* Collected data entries
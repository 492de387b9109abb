//! Payload validation service

#[cfg(test)]
use mockall::mock;
use tracing::{debug, warn};

use super::{validate_email_payload, EmailPayload, PayloadError, ValidatedPayload};

/// Payload validation service
pub trait PayloadValidator: Clone + Send + Sync + 'static {
    /// Validates an outbound email payload.
    ///
    /// # Arguments
    /// * `payload` - The payload to validate.
    ///
    /// # Returns
    /// - [`Ok`] with the [`ValidatedPayload`] if every field passed.
    /// - [`Err`] containing the first [`PayloadError`] found otherwise.
    fn validate(&self, payload: &EmailPayload) -> Result<ValidatedPayload, PayloadError>;
}

#[cfg(test)]
mock! {
    pub PayloadValidator {}

    impl Clone for PayloadValidator {
        fn clone(&self) -> Self;
    }

    impl PayloadValidator for PayloadValidator {
        fn validate(&self, payload: &EmailPayload) -> Result<ValidatedPayload, PayloadError>;
    }
}

/// Payload validation service implementation
#[derive(Debug, Clone, Default)]
pub struct PayloadValidatorImpl;

impl PayloadValidatorImpl {
    /// Creates a new payload validation service.
    pub fn new() -> Self {
        Self
    }
}

impl PayloadValidator for PayloadValidatorImpl {
    fn validate(&self, payload: &EmailPayload) -> Result<ValidatedPayload, PayloadError> {
        match validate_email_payload(payload) {
            Ok(validated) => {
                debug!(
                    replacements = validated.replacements.len(),
                    "payload accepted"
                );

                Ok(validated)
            }
            Err(err) => {
                warn!(kind = err.kind(), "payload rejected: {}", err);

                Err(err)
            }
        }
    }
}
//! Version 1 of the API

use axum::{
    routing::{get, post},
    Json, Router,
};
use utoipa::OpenApi;

use crate::{
    domain::communication::payloads::PayloadValidator,
    infrastructure::http::{open_api::ApiDocs, state::AppState},
};

pub mod payloads;
pub mod stoplight;
pub mod uptime;

/// Create the router for version 1 of the API
pub fn router<V: PayloadValidator>() -> Router<AppState<V>> {
    Router::new()
        .route("/", get(stoplight::handler))
        .route("/openapi.json", get(Json(ApiDocs::openapi())))
        .route("/uptime", get(uptime::handler))
        .route("/payloads/validate", post(payloads::validate::handler))
}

* About this task
Restate all of the entries exactly, please.

* Answer area
repository 492de387b9109abb
//! Payload validation service

#[cfg(test)]
use mockall::mock;
use tracing::{debug, warn};

use super::{validate_email_payload, EmailPayload, PayloadError, ValidatedPayload};

/// Payload validation service
pub trait PayloadValidator: Clone + Send + Sync + 'static {
    /// Validates an outbound email payload.
    ///
    /// # Arguments
    /// * `payload` - The payload to validate.
    ///
    /// # Returns
    /// - [`Ok`] with the [`ValidatedPayload`] if every field passed.
    /// - [`Err`] containing the first [`PayloadError`] found otherwise.
    fn validate(&self, payload: &EmailPayload) -> Result<ValidatedPayload, PayloadError>;
}

#[cfg(test)]
mock! {
    pub PayloadValidator {}

    impl Clone for PayloadValidator {
        fn clone(&self) -> Self;
    }

    impl PayloadValidator for PayloadValidator {
        fn validate(&self, payload: &EmailPayload) -> Result<ValidatedPayload, PayloadError>;
    }
}

/// Payload validation service implementation
#[derive(Debug, Clone, Default)]
pub struct PayloadValidatorImpl;

impl PayloadValidatorImpl {
    /// Creates a new payload validation service.
    pub fn new() -> Self {
        Self
    }
}

impl PayloadValidator for PayloadValidatorImpl {
    fn validate(&self, payload: &EmailPayload) -> Result<ValidatedPayload, PayloadError> {
        match validate_email_payload(payload) {
            Ok(validated) => {
                debug!(
                    replacements = validated.replacements.len(),
                    "payload accepted"
                );

                Ok(validated)
            }
            Err(err) => {
                warn!(kind = err.kind(), "payload rejected: {}", err);

                Err(err)
            }
        }
    }
}
//! Version 1 of the API

use axum::{
    routing::{get, post},
    Json, Router,
};
use utoipa::OpenApi;

use crate::{
    domain::communication::payloads::PayloadValidator,
    infrastructure::http::{open_api::ApiDocs, state::AppState},
};

pub mod payloads;
pub mod stoplight;
pub mod uptime;

/// Create the router for version 1 of the API
pub fn router<V: PayloadValidator>() -> Router<AppState<V>> {
    Router::new()
        .route("/", get(stoplight::handler))
        .route("/openapi.json", get(Json(ApiDocs::openapi())))
        .route("/uptime", get(uptime::handler))
        .route("/payloads/validate", post(payloads::validate::handler))
}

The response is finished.